But you are right, the patch will still only have you call 'autheticate_call' and 'deauthenticate_call' once each.
Still why do we revert the user to the original user only if a session save fails?
Comment #5
marcingy CreditAttribution: marcingy commentedAh adding caching for auth methods would make senese but that would be seperate patch in my opinion.
The check is because a custom auth method might be utilising a different user and could have reset drupal_save_session to true to be honest it shouldn't have $user being passed in if I'm honest..
Comment #6
voxpelli CreditAttribution: voxpelli commentedI'm not really understanding the use case here?
Eg. Services OAuth sets the logged in user to that of the OAuth token which Services resets to the request's original user (by default just an anonymous) when the Services call is done.

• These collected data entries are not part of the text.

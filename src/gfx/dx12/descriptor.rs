//! DirectX 12 描述符堆与视图描述
//!
//! 槽位分配由核心层的 `DescriptorHeap` 负责，这里只封装原生堆和各类视图的描述结构。

use windows::Win32::Graphics::Direct3D12::*;

use crate::core::error::{GraphicsError, Result};
use crate::gfx::backend::{DescriptorHeapLayout, ViewDimension};
use crate::renderer::descriptor::{CpuDescriptorHandle, DescriptorHeapType};
use crate::renderer::resource::ImageFormat;

use super::conversion::dxgi_format;

/// DX12 描述符堆
pub struct Dx12DescriptorHeap {
    pub(crate) heap: ID3D12DescriptorHeap,
    pub(crate) kind: DescriptorHeapType,
    /// 描述符增量大小
    pub(crate) increment: u32,
}

impl Dx12DescriptorHeap {
    pub fn heap(&self) -> &ID3D12DescriptorHeap {
        &self.heap
    }

    pub(crate) fn layout(&self) -> DescriptorHeapLayout {
        unsafe {
            let cpu_start = self.heap.GetCPUDescriptorHandleForHeapStart().ptr;
            // 只有着色器可见的堆才有 GPU 句柄
            let gpu_start = if self.kind.is_shader_visible() {
                Some(self.heap.GetGPUDescriptorHandleForHeapStart().ptr)
            } else {
                None
            };
            DescriptorHeapLayout {
                cpu_start,
                gpu_start,
                increment: self.increment,
            }
        }
    }
}

pub(crate) fn cpu_handle(handle: CpuDescriptorHandle) -> D3D12_CPU_DESCRIPTOR_HANDLE {
    D3D12_CPU_DESCRIPTOR_HANDLE { ptr: handle.ptr }
}

pub(crate) fn render_target_desc(format: ImageFormat) -> D3D12_RENDER_TARGET_VIEW_DESC {
    D3D12_RENDER_TARGET_VIEW_DESC {
        Format: dxgi_format(format),
        ViewDimension: D3D12_RTV_DIMENSION_TEXTURE2D,
        Anonymous: D3D12_RENDER_TARGET_VIEW_DESC_0 {
            Texture2D: D3D12_TEX2D_RTV { MipSlice: 0, PlaneSlice: 0 },
        },
    }
}

/// 深度视图固定为 D32_FLOAT
pub(crate) fn depth_stencil_desc() -> D3D12_DEPTH_STENCIL_VIEW_DESC {
    D3D12_DEPTH_STENCIL_VIEW_DESC {
        Format: dxgi_format(ImageFormat::Depth32),
        ViewDimension: D3D12_DSV_DIMENSION_TEXTURE2D,
        Flags: D3D12_DSV_FLAG_NONE,
        Anonymous: D3D12_DEPTH_STENCIL_VIEW_DESC_0 {
            Texture2D: D3D12_TEX2D_DSV { MipSlice: 0 },
        },
    }
}

pub(crate) fn shader_resource_desc(
    format: ImageFormat,
    dimension: ViewDimension,
) -> D3D12_SHADER_RESOURCE_VIEW_DESC {
    let (view_dimension, anonymous) = match dimension {
        ViewDimension::Texture2D => (
            D3D12_SRV_DIMENSION_TEXTURE2D,
            D3D12_SHADER_RESOURCE_VIEW_DESC_0 {
                Texture2D: D3D12_TEX2D_SRV {
                    MostDetailedMip: 0,
                    MipLevels: 1,
                    PlaneSlice: 0,
                    ResourceMinLODClamp: 0.0,
                },
            },
        ),
        ViewDimension::Texture2DArray { layers } => (
            D3D12_SRV_DIMENSION_TEXTURE2DARRAY,
            D3D12_SHADER_RESOURCE_VIEW_DESC_0 {
                Texture2DArray: D3D12_TEX2D_ARRAY_SRV {
                    MostDetailedMip: 0,
                    MipLevels: 1,
                    FirstArraySlice: 0,
                    ArraySize: layers,
                    PlaneSlice: 0,
                    ResourceMinLODClamp: 0.0,
                },
            },
        ),
        ViewDimension::TextureCube => (
            D3D12_SRV_DIMENSION_TEXTURECUBE,
            D3D12_SHADER_RESOURCE_VIEW_DESC_0 {
                TextureCube: D3D12_TEXCUBE_SRV {
                    MostDetailedMip: 0,
                    MipLevels: 1,
                    ResourceMinLODClamp: 0.0,
                },
            },
        ),
    };

    D3D12_SHADER_RESOURCE_VIEW_DESC {
        Format: dxgi_format(format),
        ViewDimension: view_dimension,
        Shader4ComponentMapping: D3D12_DEFAULT_SHADER_4_COMPONENT_MAPPING,
        Anonymous: anonymous,
    }
}

pub(crate) fn unordered_access_desc(
    format: ImageFormat,
    dimension: ViewDimension,
) -> Result<D3D12_UNORDERED_ACCESS_VIEW_DESC> {
    let (view_dimension, anonymous) = match dimension {
        ViewDimension::Texture2D => (
            D3D12_UAV_DIMENSION_TEXTURE2D,
            D3D12_UNORDERED_ACCESS_VIEW_DESC_0 {
                Texture2D: D3D12_TEX2D_UAV { MipSlice: 0, PlaneSlice: 0 },
            },
        ),
        ViewDimension::Texture2DArray { layers } => (
            D3D12_UAV_DIMENSION_TEXTURE2DARRAY,
            D3D12_UNORDERED_ACCESS_VIEW_DESC_0 {
                Texture2DArray: D3D12_TEX2D_ARRAY_UAV {
                    MipSlice: 0,
                    FirstArraySlice: 0,
                    ArraySize: layers,
                    PlaneSlice: 0,
                },
            },
        ),
        ViewDimension::TextureCube => {
            return Err(GraphicsError::InvalidUsage(
                "unordered access views cannot be cube views".to_string(),
            )
            .into())
        }
    };

    Ok(D3D12_UNORDERED_ACCESS_VIEW_DESC {
        Format: dxgi_format(format),
        ViewDimension: view_dimension,
        Anonymous: anonymous,
    })
}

Why is that cleanup not enough? Are your auth mechanism setting more global variables than just the user? If so - why?
Comment #7
ygerasimov CreditAttribution: ygerasimov commentedHere is use case from user perspective:
1. I am happy new to services user set up rest endpoint with all enabled node resource
2. I create a node
3. I try open in my browser /node and see my newly created node
4. I go back to the site but I see that I am logged off. I start thinking what I have done wrong :(
Shall we take care about this user experience and take logged in user back?
I think yes.
Moving this issue to bug category.
Comment #8
jamielennox CreditAttribution: jamielennox commentedIn which case i'm not sure what is happening then because my tests are showing that the $user is not being unset. In my auth method at the moment i am just
$user = user_load(1);
, yes thats bad but i'm just testing things at the moment.Now every time i make a services call i get a new entry in the session table. I don't want to log user 1 off if they are logged in, and i don't want to share the session (though there are probably use cases that do). I think whatever is in services tearing down the user is not functioning correctly because it does not log it off.
I also question having the user reset in services.runtime rather than another call to the module. Shouldn't the module be unsetting the user and saving its session etc if it is appropriate to that module? This is not a question of OAuth but other modules and for me i want my service call to be stateless.
Comment #9
voxpelli CreditAttribution: voxpelli commentedSeems to be a bit of confusion here as to what Services is actually trying to do - I will try to describe what it's meant to do overall:
Seems like @ygerasimov are suggesting that Services on purpose logs user out when an API is accessed - it does not. It's meant to restore the original session after each request - if that's not the case then that's a bug - we're only interested in enabling "sandboxing" of the user object during the duration of a Services call and there's good security reasons for doing that. Enabling the session auth module should make Services authentication behave like it did prior to the security fix - if that's not true then that's a abug as well.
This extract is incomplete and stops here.